Aluminum speciation studies in biological fluids. Part 2. Quantitative investigation of aluminum-citrate complexes and appraisal of their potential significance in vivo.

Because of the recent implications of aluminum in the pathogenesis of various disease states, its in vivo chemistry has been receiving growing attention from bioinorganic chemists over the last few years. In this context, the elucidation of the main factors that govern aluminum bioavailability constitutes an urgent objective. Clearly, prevention measures require that mechanisms of aluminum absorption be definitely characterized, whereas specific sequestering agents are needed to detoxify patients with high-aluminum-body burdens. In particular, speciation studies are necessary to discriminate among the chemical forms under which aluminum predominates in vivo. Low molecular weight (LMW) species, which are the most active in terms of bioavailability, cannot be assessed by analytical techniques, and so computer simulations must be used. In recent clinical studies as well as in preliminary simulations dealing with aluminum distribution in blood plasma, citrate has been recognized as the most important LMW ligand of aluminum.
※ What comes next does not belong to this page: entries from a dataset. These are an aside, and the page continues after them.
//! Console Bot Example
//!
//! Drives the Relay runtime from standard input so commands can be tried
//! without a chat platform.
//!
//! # Usage
//!
//! ```bash
//! cargo run --package console-bot -- --prefix '?'
//! ```
//!
//! Then type `?ping`, `?say hello 3 true`, `/say text:hi loud:true`,
//! `/note add text:milk` or `/note admin clear`.

mod commands;
mod console;

use std::io::BufRead;
use std::path::PathBuf;
use std::thread;

use anyhow::Result;
use clap::Parser;
use relay::prelude::*;
use tokio::sync::oneshot;
use tracing::{error, info};

use crate::console::{ConsoleBot, parse_line};

#[derive(Debug, Parser)]
#[command(name = "console-bot", about = "Try Relay commands from the terminal")]
struct Cli {
    /// Configuration file to load instead of searching for `relay.toml`.
    #[arg(short, long)]
    config: Option<PathBuf>,

    /// Configuration profile, e.g. `development`.
    #[arg(long)]
    profile: Option<String>,

    /// Prefix command trigger.
    #[arg(short, long)]
    prefix: Option<String>,

    /// Also accept `@relay` as a trigger.
    #[arg(long)]
    mention: bool,
}

// ============================================================================
// Main Entry Point
// ============================================================================

#[tokio::main]
async fn main() -> Result<()> {
    let cli = Cli::parse();

    let mut builder = RelayRuntime::builder().commands(commands::all());
    if let Some(path) = &cli.config {
        builder = builder.config_file(path);
    }
    if let Some(profile) = &cli.profile {
        builder = builder.profile(profile.clone());
    }
    if let Some(prefix) = &cli.prefix {
        builder = builder.set("commands.prefix", prefix.clone());
    }
    if cli.mention {
        builder = builder.set("commands.when_mention", true);
    }
    let runtime = builder.build()?;

    let bot = ConsoleBot::new();
    let sender = runtime.event_sender();
    sender.send(PlatformEvent::Ready, bot.clone());

    info!(
        prefix = %runtime.config().commands.prefix,
        "Type a command, or Ctrl+D to quit"
    );

    // Blocking stdin reads run on a plain thread.
    let (closed_tx, closed_rx) = oneshot::channel::<()>();
    thread::spawn(move || {
        let author = User::new(42, "you");
        let channel = Channel::text(1, "console");
        for line in std::io::stdin().lock().lines() {
            let line = match line {
                Ok(line) => line,
                Err(e) => {
                    error!(error = %e, "Failed to read from stdin");
                    break;
                }
            };
            if let Some(event) = parse_line(&line, &author, &channel)
                && !sender.send(event, bot.clone())
            {
                break;
            }
        }
        let _ = closed_tx.send(());
    });

    runtime
        .run_until(async {
            tokio::select! {
                _ = closed_rx => info!("Input closed, shutting down"),
                _ = tokio::signal::ctrl_c() => info!("Received Ctrl+C, shutting down"),
            }
        })
        .await?;

    Ok(())
}
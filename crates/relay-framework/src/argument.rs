//! Typed invocation arguments.
//!
//! Parsers turn raw option mappings into [`Argument`] values, one slot per
//! declared option. Handler parameters then pull their value out of the slot
//! through [`FromArgument`], which is also how the builder learns each
//! parameter's declared type for option type inference.
//!
//! ```rust,ignore
//! async fn ban(
//!     self: Arc<Self>,
//!     event: CommandEvent,
//!     target: Member,             // required, absence is an error
//!     reason: Option<String>,     // optional
//!     days: Option<i64>,
//! ) -> Result<String, BoxError> { ... }
//! ```

use std::fmt;

use crate::error::ArgumentError;
use crate::event::CommandEvent;
use relay_core::{Attachment, Channel, Member, Mentionable, OptionType, Role, User};

/// A coerced option value.
#[derive(Debug, Clone, PartialEq)]
pub enum Argument {
    /// `BOOLEAN` value.
    Boolean(bool),
    /// `INTEGER` value.
    Integer(i64),
    /// `NUMBER` value.
    Number(f64),
    /// `STRING` value.
    String(String),
    /// `USER` value, with membership data when available.
    User {
        /// The user.
        user: User,
        /// The member, inside a guild.
        member: Option<Member>,
    },
    /// `CHANNEL` value.
    Channel(Channel),
    /// `ROLE` value.
    Role(Role),
    /// `MENTIONABLE` value.
    Mentionable(Mentionable),
    /// `ATTACHMENT` value.
    Attachment(Attachment),
}

impl Argument {
    /// Returns a short name of the value's kind.
    pub fn kind_name(&self) -> &'static str {
        match self {
            Self::Boolean(_) => "boolean",
            Self::Integer(_) => "integer",
            Self::Number(_) => "number",
            Self::String(_) => "string",
            Self::User { .. } => "user",
            Self::Channel(_) => "channel",
            Self::Role(_) => "role",
            Self::Mentionable(_) => "mentionable",
            Self::Attachment(_) => "attachment",
        }
    }
}

/// Semantic type of a handler parameter.
#[derive(Debug, Clone, Copy, PartialEq, Eq, Hash)]
pub enum DeclaredType {
    /// `bool`
    Boolean,
    /// [`Channel`]
    Channel,
    /// `i64`
    Integer,
    /// [`Mentionable`]
    Mentionable,
    /// `f64`
    Number,
    /// `String`
    String,
    /// [`User`]
    User,
    /// [`Member`]
    Member,
    /// [`Attachment`]
    Attachment,
    /// Any type outside the inference table.
    Other(&'static str),
}

impl DeclaredType {
    /// Infers the option type for a parameter of this declared type.
    ///
    /// `attachments` enables the attachment row of the table, which only the
    /// slash style uses.
    pub fn infer_option_type(self, attachments: bool) -> Option<OptionType> {
        match self {
            Self::Boolean => Some(OptionType::Boolean),
            Self::Channel => Some(OptionType::Channel),
            Self::Integer => Some(OptionType::Integer),
            Self::Mentionable => Some(OptionType::Mentionable),
            Self::Number => Some(OptionType::Number),
            Self::String => Some(OptionType::String),
            Self::User | Self::Member => Some(OptionType::User),
            Self::Attachment if attachments => Some(OptionType::Attachment),
            Self::Attachment | Self::Other(_) => None,
        }
    }
}

impl fmt::Display for DeclaredType {
    fn fmt(&self, f: &mut fmt::Formatter<'_>) -> fmt::Result {
        match self {
            Self::Other(name) => f.write_str(name),
            other => write!(f, "{other:?}"),
        }
    }
}

// ============================================================================
// Parameter extraction
// ============================================================================

/// Types a bound argument slot can be viewed as.
///
/// `extract` returns `Ok(None)` when the value is present but has no view of
/// this kind that is meaningful (a user outside a guild viewed as a member),
/// and `Err(found)` when the kinds do not match at all.
pub trait ArgumentValue: Sized {
    /// Declared type used for option type inference.
    const DECLARED: DeclaredType;
    /// Name used in mismatch errors.
    const NAME: &'static str;

    /// Views the argument as this type.
    fn extract(argument: Argument) -> Result<Option<Self>, &'static str>;
}

/// Handler parameters that can be produced from an argument slot.
pub trait FromArgument: Sized {
    /// Declared type used for option type inference.
    fn declared_type() -> DeclaredType;

    /// Converts the slot at `index` into the parameter.
    fn from_argument(index: usize, argument: Option<Argument>) -> Result<Self, ArgumentError>;
}

impl<T: ArgumentValue> FromArgument for Option<T> {
    fn declared_type() -> DeclaredType {
        T::DECLARED
    }

    fn from_argument(index: usize, argument: Option<Argument>) -> Result<Self, ArgumentError> {
        match argument {
            None => Ok(None),
            Some(argument) => T::extract(argument).map_err(|found| ArgumentError::TypeMismatch {
                index,
                expected: T::NAME,
                found,
            }),
        }
    }
}

macro_rules! impl_required_argument {
    ($($ty:ty),* $(,)?) => {
        $(
            impl FromArgument for $ty {
                fn declared_type() -> DeclaredType {
                    <$ty as ArgumentValue>::DECLARED
                }

                fn from_argument(
                    index: usize,
                    argument: Option<Argument>,
                ) -> Result<Self, ArgumentError> {
                    <Option<$ty> as FromArgument>::from_argument(index, argument)?
                        .ok_or(ArgumentError::Missing { index })
                }
            }
        )*
    };
}

impl_required_argument!(
    bool,
    i64,
    f64,
    String,
    User,
    Member,
    Channel,
    Role,
    Mentionable,
    Attachment,
    Argument,
);

impl ArgumentValue for bool {
    const DECLARED: DeclaredType = DeclaredType::Boolean;
    const NAME: &'static str = "boolean";

    fn extract(argument: Argument) -> Result<Option<Self>, &'static str> {
        match argument {
            Argument::Boolean(b) => Ok(Some(b)),
            other => Err(other.kind_name()),
        }
    }
}

impl ArgumentValue for i64 {
    const DECLARED: DeclaredType = DeclaredType::Integer;
    const NAME: &'static str = "integer";

    fn extract(argument: Argument) -> Result<Option<Self>, &'static str> {
        match argument {
            Argument::Integer(n) => Ok(Some(n)),
            other => Err(other.kind_name()),
        }
    }
}

impl ArgumentValue for f64 {
    const DECLARED: DeclaredType = DeclaredType::Number;
    const NAME: &'static str = "number";

    fn extract(argument: Argument) -> Result<Option<Self>, &'static str> {
        match argument {
            Argument::Number(n) => Ok(Some(n)),
            Argument::Integer(n) => Ok(Some(n as f64)),
            other => Err(other.kind_name()),
        }
    }
}

impl ArgumentValue for String {
    const DECLARED: DeclaredType = DeclaredType::String;
    const NAME: &'static str = "string";

    fn extract(argument: Argument) -> Result<Option<Self>, &'static str> {
        match argument {
            Argument::String(s) => Ok(Some(s)),
            other => Err(other.kind_name()),
        }
    }
}

impl ArgumentValue for User {
    const DECLARED: DeclaredType = DeclaredType::User;
    const NAME: &'static str = "user";

    fn extract(argument: Argument) -> Result<Option<Self>, &'static str> {
        match argument {
            Argument::User { user, .. } => Ok(Some(user)),
            Argument::Mentionable(Mentionable::User(user)) => Ok(Some(user)),
            Argument::Mentionable(Mentionable::Member(member)) => Ok(Some(member.user)),
            other => Err(other.kind_name()),
        }
    }
}

impl ArgumentValue for Member {
    const DECLARED: DeclaredType = DeclaredType::Member;
    const NAME: &'static str = "member";

    fn extract(argument: Argument) -> Result<Option<Self>, &'static str> {
        match argument {
            Argument::User { member, .. } => Ok(member),
            Argument::Mentionable(Mentionable::Member(member)) => Ok(Some(member)),
            Argument::Mentionable(Mentionable::User(_)) => Ok(None),
            other => Err(other.kind_name()),
        }
    }
}

impl ArgumentValue for Channel {
    const DECLARED: DeclaredType = DeclaredType::Channel;
    const NAME: &'static str = "channel";

    fn extract(argument: Argument) -> Result<Option<Self>, &'static str> {
        match argument {
            Argument::Channel(channel) => Ok(Some(channel)),
            Argument::Mentionable(Mentionable::Channel(channel)) => Ok(Some(channel)),
            other => Err(other.kind_name()),
        }
    }
}

impl ArgumentValue for Role {
    const DECLARED: DeclaredType = DeclaredType::Other("Role");
    const NAME: &'static str = "role";

    fn extract(argument: Argument) -> Result<Option<Self>, &'static str> {
        match argument {
            Argument::Role(role) => Ok(Some(role)),
            Argument::Mentionable(Mentionable::Role(role)) => Ok(Some(role)),
            other => Err(other.kind_name()),
        }
    }
}

impl ArgumentValue for Mentionable {
    const DECLARED: DeclaredType = DeclaredType::Mentionable;
    const NAME: &'static str = "mentionable";

    fn extract(argument: Argument) -> Result<Option<Self>, &'static str> {
        match argument {
            Argument::Mentionable(m) => Ok(Some(m)),
            Argument::User {
                member: Some(member),
                ..
            } => Ok(Some(Mentionable::Member(member))),
            Argument::User { user, .. } => Ok(Some(Mentionable::User(user))),
            Argument::Role(role) => Ok(Some(Mentionable::Role(role))),
            Argument::Channel(channel) => Ok(Some(Mentionable::Channel(channel))),
            other => Err(other.kind_name()),
        }
    }
}

impl ArgumentValue for Attachment {
    const DECLARED: DeclaredType = DeclaredType::Attachment;
    const NAME: &'static str = "attachment";

    fn extract(argument: Argument) -> Result<Option<Self>, &'static str> {
        match argument {
            Argument::Attachment(attachment) => Ok(Some(attachment)),
            other => Err(other.kind_name()),
        }
    }
}

impl ArgumentValue for Argument {
    const DECLARED: DeclaredType = DeclaredType::Other("Argument");
    const NAME: &'static str = "argument";

    fn extract(argument: Argument) -> Result<Option<Self>, &'static str> {
        Ok(Some(argument))
    }
}

// ============================================================================
// InvocationArguments
// ============================================================================

/// The full argument list of one handler call.
///
/// Slot 0 is always the event; slots `1..=n` are the declared options in
/// declaration order, `None` where no value was supplied or coercion failed.
#[derive(Debug, Clone)]
pub struct InvocationArguments {
    event: CommandEvent,
    values: Vec<Option<Argument>>,
}

impl InvocationArguments {
    /// Creates an argument list.
    pub fn new(event: CommandEvent, values: Vec<Option<Argument>>) -> Self {
        Self { event, values }
    }

    /// Returns the event (argument 0).
    pub fn event(&self) -> &CommandEvent {
        &self.event
    }

    /// Returns the option slots.
    pub fn values(&self) -> &[Option<Argument>] {
        &self.values
    }

    /// Returns the option slot at `index` (zero-based, not counting the event).
    pub fn value(&self, index: usize) -> Option<&Argument> {
        self.values.get(index).and_then(Option::as_ref)
    }

    /// Total argument count including the event.
    pub fn arity(&self) -> usize {
        self.values.len() + 1
    }

    /// Splits into the event and the option slots.
    pub fn into_parts(self) -> (CommandEvent, Vec<Option<Argument>>) {
        (self.event, self.values)
    }
}

#[cfg(test)]
mod tests {
    use super::*;

    #[test]
    fn test_inference_table() {
        assert_eq!(
            DeclaredType::Boolean.infer_option_type(false),
            Some(OptionType::Boolean)
        );
        assert_eq!(
            DeclaredType::Member.infer_option_type(false),
            Some(OptionType::User)
        );
        assert_eq!(
            DeclaredType::Number.infer_option_type(false),
            Some(OptionType::Number)
        );
        assert_eq!(DeclaredType::Attachment.infer_option_type(false), None);
        assert_eq!(
            DeclaredType::Attachment.infer_option_type(true),
            Some(OptionType::Attachment)
        );
        assert_eq!(DeclaredType::Other("Role").infer_option_type(true), None);
    }

    #[test]
    fn test_optional_parameter_accepts_absence() {
        let value = <Option<String>>::from_argument(0, None).unwrap();
        assert_eq!(value, None);

        let value = <Option<i64>>::from_argument(1, Some(Argument::Integer(7))).unwrap();
        assert_eq!(value, Some(7));
    }

    #[test]
    fn test_required_parameter_rejects_absence() {
        let err = String::from_argument(2, None).unwrap_err();
        assert!(matches!(err, ArgumentError::Missing { index: 2 }));
    }

    #[test]
    fn test_type_mismatch() {
        let err = <Option<bool>>::from_argument(0, Some(Argument::String("yes".into())))
            .unwrap_err();
        assert!(matches!(
            err,
            ArgumentError::TypeMismatch {
                expected: "boolean",
                found: "string",
                ..
            }
        ));
    }

    #[test]
    fn test_member_view_of_user() {
        let user = User::new(1, "alice");
        let outside = Argument::User {
            user: user.clone(),
            member: None,
        };
        assert_eq!(<Option<Member>>::from_argument(0, Some(outside)).unwrap(), None);

        let member = Member::new(user.clone(), 10);
        let inside = Argument::User {
            user,
            member: Some(member.clone()),
        };
        assert_eq!(Member::from_argument(0, Some(inside.clone())).unwrap(), member);
        assert_eq!(
            Mentionable::from_argument(0, Some(inside)).unwrap(),
            Mentionable::Member(member)
        );
    }

    #[test]
    fn test_declared_types() {
        assert_eq!(<Option<User>>::declared_type(), DeclaredType::User);
        assert_eq!(<Attachment>::declared_type(), DeclaredType::Attachment);
        assert_eq!(
            <Option<Argument>>::declared_type(),
            DeclaredType::Other("Argument")
        );
    }
}
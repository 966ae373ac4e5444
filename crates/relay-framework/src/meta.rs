//! Command metadata: the annotation vocabulary and the values it decorates.
//!
//! A command type is described once at startup as a [`CommandClass`]: the
//! handler object, its class-level [`Annotation`]s, its methods
//! ([`MethodMeta`]) and any nested subcommand groups ([`GroupClass`]).
//! Builders read nothing but this data, so building is a pure function of it.
//!
//! # Example
//!
//! ```rust,ignore
//! #[derive(Default)]
//! struct Moderation;
//!
//! impl Moderation {
//!     async fn kick(self: Arc<Self>, event: CommandEvent, target: Option<Member>) -> String { .. }
//! }
//!
//! #[derive(Default)]
//! struct Roles;
//!
//! impl Roles {
//!     async fn add(self: Arc<Self>, event: CommandEvent, role: Option<Role>) { .. }
//! }
//!
//! let class = CommandClass::new(Moderation)
//!     .annotate(Annotation::slash_command("mod", "Moderation tools"))
//!     .annotate(Annotation::GuildOnly)
//!     .method(
//!         MethodMeta::new("kick", Moderation::kick)
//!             .annotate(Annotation::subcommand(CommandStyle::Slash, "", "Kick a member"))
//!             .param(0, [Annotation::option(CommandStyle::Slash, "target", "Who"), Annotation::Required]),
//!     )
//!     .group(
//!         GroupClass::of::<Roles>()
//!             .annotate(Annotation::group(CommandStyle::Slash, "roles", "Role tools"))
//!             .method(
//!                 MethodMeta::new("add", Roles::add)
//!                     .annotate(Annotation::subcommand(CommandStyle::Slash, "", "Grant a role"))
//!                     .param(0, [Annotation::typed_option(CommandStyle::Slash, OptionType::Role, "role", "Which")]),
//!             ),
//!     );
//! ```

use std::any::type_name;
use std::fmt;
use std::sync::Arc;

use crate::argument::DeclaredType;
use crate::error::BoxError;
use crate::handler::{EntryPoint, Handler, Instance};
use crate::localization::SharedLocalization;
use crate::style::CommandStyle;
use relay_core::{Locale, LocalizationMap, OptionType};

// ============================================================================
// Annotation
// ============================================================================

/// One piece of declarative command metadata.
///
/// Style-tagged variants are only seen by the builder of that style.
#[derive(Debug, Clone)]
pub enum Annotation {
    /// Marks a class as a command. An empty name defers to the entry point's name.
    Command {
        /// Command style.
        style: CommandStyle,
        /// Explicit command name, or empty.
        name: String,
        /// Command description.
        description: String,
    },
    /// Marks a method as the command's top-level entry point.
    MainCommand,
    /// Marks a method as a subcommand. An empty name defers to the method name.
    Subcommand {
        /// Command style.
        style: CommandStyle,
        /// Explicit subcommand name, or empty.
        name: String,
        /// Subcommand description.
        description: String,
    },
    /// Marks a nested class as a subcommand group.
    SubcommandGroup {
        /// Command style.
        style: CommandStyle,
        /// Group name.
        name: String,
        /// Group description.
        description: String,
    },
    /// Marks a parameter as a command option.
    Option {
        /// Command style.
        style: CommandStyle,
        /// Explicit type, or [`OptionType::Unknown`] to infer it.
        kind: OptionType,
        /// Option name.
        name: String,
        /// Option description.
        description: String,
    },
    /// The option must be supplied.
    Required,
    /// The option offers autocomplete suggestions.
    AutoComplete,
    /// A fixed text choice.
    ChoiceString {
        /// Choice label.
        name: String,
        /// Choice value.
        value: String,
    },
    /// A fixed integer choice.
    ChoiceLong {
        /// Choice label.
        name: String,
        /// Choice value.
        value: i64,
    },
    /// A fixed floating point choice.
    ChoiceDouble {
        /// Choice label.
        name: String,
        /// Choice value.
        value: f64,
    },
    /// The command is only usable inside guilds.
    GuildOnly,
    /// The command is age restricted.
    Nsfw,
    /// Explicit name translations.
    NameLocalizations(LocalizationMap),
    /// Explicit description translations.
    DescriptionLocalizations(LocalizationMap),
    /// Function used to translate registration strings.
    LocalizationFunction(SharedLocalization),
}

impl Annotation {
    /// Creates a command annotation.
    pub fn command(
        style: CommandStyle,
        name: impl Into<String>,
        description: impl Into<String>,
    ) -> Self {
        Self::Command {
            style,
            name: name.into(),
            description: description.into(),
        }
    }

    /// Creates a prefix command annotation.
    pub fn prefix_command(name: impl Into<String>, description: impl Into<String>) -> Self {
        Self::command(CommandStyle::Prefix, name, description)
    }

    /// Creates a slash command annotation.
    pub fn slash_command(name: impl Into<String>, description: impl Into<String>) -> Self {
        Self::command(CommandStyle::Slash, name, description)
    }

    /// Creates a hybrid command annotation.
    pub fn hybrid_command(name: impl Into<String>, description: impl Into<String>) -> Self {
        Self::command(CommandStyle::Hybrid, name, description)
    }

    /// Creates a subcommand annotation.
    pub fn subcommand(
        style: CommandStyle,
        name: impl Into<String>,
        description: impl Into<String>,
    ) -> Self {
        Self::Subcommand {
            style,
            name: name.into(),
            description: description.into(),
        }
    }

    /// Creates a subcommand group annotation.
    pub fn group(
        style: CommandStyle,
        name: impl Into<String>,
        description: impl Into<String>,
    ) -> Self {
        Self::SubcommandGroup {
            style,
            name: name.into(),
            description: description.into(),
        }
    }

    /// Creates an option annotation whose type is inferred.
    pub fn option(
        style: CommandStyle,
        name: impl Into<String>,
        description: impl Into<String>,
    ) -> Self {
        Self::typed_option(style, OptionType::Unknown, name, description)
    }

    /// Creates an option annotation with an explicit type.
    pub fn typed_option(
        style: CommandStyle,
        kind: OptionType,
        name: impl Into<String>,
        description: impl Into<String>,
    ) -> Self {
        Self::Option {
            style,
            kind,
            name: name.into(),
            description: description.into(),
        }
    }

    /// Creates a text choice.
    pub fn choice_string(name: impl Into<String>, value: impl Into<String>) -> Self {
        Self::ChoiceString {
            name: name.into(),
            value: value.into(),
        }
    }

    /// Creates an integer choice.
    pub fn choice_long(name: impl Into<String>, value: i64) -> Self {
        Self::ChoiceLong {
            name: name.into(),
            value,
        }
    }

    /// Creates a floating point choice.
    pub fn choice_double(name: impl Into<String>, value: f64) -> Self {
        Self::ChoiceDouble {
            name: name.into(),
            value,
        }
    }

    /// Creates explicit name translations.
    pub fn name_localizations<L, V>(entries: impl IntoIterator<Item = (L, V)>) -> Self
    where
        L: Into<Locale>,
        V: Into<String>,
    {
        Self::NameLocalizations(collect_map(entries))
    }

    /// Creates explicit description translations.
    pub fn description_localizations<L, V>(entries: impl IntoIterator<Item = (L, V)>) -> Self
    where
        L: Into<Locale>,
        V: Into<String>,
    {
        Self::DescriptionLocalizations(collect_map(entries))
    }
}

fn collect_map<L, V>(entries: impl IntoIterator<Item = (L, V)>) -> LocalizationMap
where
    L: Into<Locale>,
    V: Into<String>,
{
    entries
        .into_iter()
        .map(|(l, v)| (l.into(), v.into()))
        .collect()
}

/// Read access to an annotation list.
pub trait Annotated {
    /// Returns the annotations in declaration order.
    fn annotations(&self) -> &[Annotation];

    /// Returns the first annotation `f` maps to `Some`.
    fn find_annotation<'a, T>(&'a self, f: impl FnMut(&'a Annotation) -> Option<T>) -> Option<T> {
        self.annotations().iter().find_map(f)
    }

    /// Whether any annotation satisfies `f`.
    fn has_annotation(&self, f: impl FnMut(&Annotation) -> bool) -> bool {
        self.annotations().iter().any(f)
    }
}

// ============================================================================
// Parameters and methods
// ============================================================================

/// Metadata of one handler parameter.
#[derive(Debug, Clone)]
pub struct ParamMeta {
    declared: DeclaredType,
    annotations: Vec<Annotation>,
}

impl ParamMeta {
    /// Creates an unannotated parameter.
    pub fn new(declared: DeclaredType) -> Self {
        Self {
            declared,
            annotations: Vec::new(),
        }
    }

    /// Returns the declared semantic type.
    pub fn declared(&self) -> DeclaredType {
        self.declared
    }
}

impl Annotated for ParamMeta {
    fn annotations(&self) -> &[Annotation] {
        &self.annotations
    }
}

/// Metadata of one declared method.
///
/// Parameter types are taken from the handler's signature; annotate them by
/// index with [`param`](Self::param).
#[derive(Debug, Clone)]
pub struct MethodMeta {
    name: String,
    annotations: Vec<Annotation>,
    params: Vec<ParamMeta>,
    stray_params: Vec<usize>,
    entry_point: EntryPoint,
}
The present paper thus reports a quantitative investigation of aluminum-citrate equilibria, carried out at 37 degrees C in NaCl 0.15 mol dm-3 in accordance with the experimental protocol defined in our previous study on aluminum hydrolysis. The ML, MLH, ML2, M3L3H-4, M2L2H-2, ML2H-1, and ML2H-2 species have been characterized over the whole physiological pH range using as large reactant concentration ratios as possible. Corresponding formation constants have then been used to investigate the role of citrate towards aluminum bioavailability. Blood plasma simulations reveal that citrate can promote aluminum urinary excretion, which substantiates recent clinical observations made on mice. However, the higher plasma aluminum concentrations are, the less effective citrate is to be expected. Gastrointestinal simulations confirm that the electrically neutral ML complex does represent an important risk of aluminum absorption in the upper region of the gastrointestinal tract at usual therapeutic doses. At moderate- and low-aluminum concentrations, citrate is also capable of dissolving the aluminum trihydroxide precipitate, which may combine with the capacity of other ligands to complex Al3+ into absorbable complexes at less acidic pH.